Update Fields & Convert DOCX Word Document to PDF using C# .NET Core | Performance Improvements & Memory Optimization

We recently converted one of our .net framework application to .net core and observed a significant performance decrease also it is using lot of memory. We’re using Aspose.Word 19.10.0. I used multiple profilers to profile this application like JetBrains dotTrace and here are some comparisons:

Memory Consumption for generating 175 Documents
.net framework application consumes 167 MB
.net core application consumes 1.1 GB

Performance for generating 175 Documents
.net framework application took 53 mins
.net core application took 1 hour and 15 mins

All the application profilers points to Aspose.Word in one way or another.

  1. It looks like Aspose.Word is using RegularExpressions.RegexRunner and it consumes lot of memory also it is one of the reasons of slow performance. (Screenshot attached). is it a known issue ? is there any workaround for it ? Aspose_Regex_Performance_1.JPG (71.8 KB)

  2. We’re calling “UpdatePageLayout” method as it is recommended by the aspose. This method alone took 28.7% of the overall processing. Is it a known issue? is there any work around for it ?
    Aspose_UpdateLayout.JPG (8.5 KB)

@imran.khan1,

When you call the Document.UpdatePageLayout Method then the process has to spend some more time to be able to re-layout the pages in Document.
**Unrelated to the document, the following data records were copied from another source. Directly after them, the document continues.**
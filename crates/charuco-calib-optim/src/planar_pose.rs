use charuco_calib_core::ViewPose;
use nalgebra::{Matrix3, Rotation3, Vector3};

/// Decompose a plane-induced homography `H ~ K [r1 r2 t]` into the board
/// pose. The translation sign is chosen so the board lies in front of the
/// camera.
pub fn pose_from_homography(k: &Matrix3<f64>, h: &Matrix3<f64>) -> Option<ViewPose> {
    let k_inv = k.try_inverse()?;
    let a1: Vector3<f64> = k_inv * h.column(0);
    let a2: Vector3<f64> = k_inv * h.column(1);
    let a3: Vector3<f64> = k_inv * h.column(2);

    let norm = 0.5 * (a1.norm() + a2.norm());
    if norm <= f64::EPSILON || !norm.is_finite() {
        return None;
    }
    let mut lambda = 1.0 / norm;
    if a3.z * lambda < 0.0 {
        lambda = -lambda;
    }

    let r1 = a1 * lambda;
    let r2 = a2 * lambda;
    let r3 = r1.cross(&r2);
    let r = Matrix3::from_columns(&[r1, r2, r3]);

    // nearest rotation in the Frobenius sense
    let svd = r.svd(true, true);
    let (u, v_t) = (svd.u?, svd.v_t?);
    let mut r_orth = u * v_t;
    if r_orth.determinant() < 0.0 {
        let mut u = u;
        u.column_mut(2).neg_mut();
        r_orth = u * v_t;
    }

    let t = a3 * lambda;
    let pose = ViewPose::from_rotation(&Rotation3::from_matrix_unchecked(r_orth), t);
    pose.rvec
        .iter()
        .chain(pose.tvec.iter())
        .all(|v| v.is_finite())
        .then_some(pose)
}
Roughly, Aspose.Words layouts 10 pages per second; so, the extra amount of time Aspose.Words may take to format a document into pages depends on the number of pages your Word document has. Please note that this process is not linear. It may take a minute to layout elements on one page and may take a few seconds to process 100 pages. Because, it also depends on the document’s complexity.

However, we need to test your particular scenario on our end with the latest (20.6) version of Aspose.Words for .NET. Pease ZIP and attach the following resources here for testing:

  • Your simplified Word document (if any) and any other resources required to successfully replicate this issue on our end
  • Please create a standalone simple Console application (source code without compilation errors) that helps us to reproduce these problems on our end and attach it here for testing. Please do not include Aspose.Words DLL files in it to reduce the file size.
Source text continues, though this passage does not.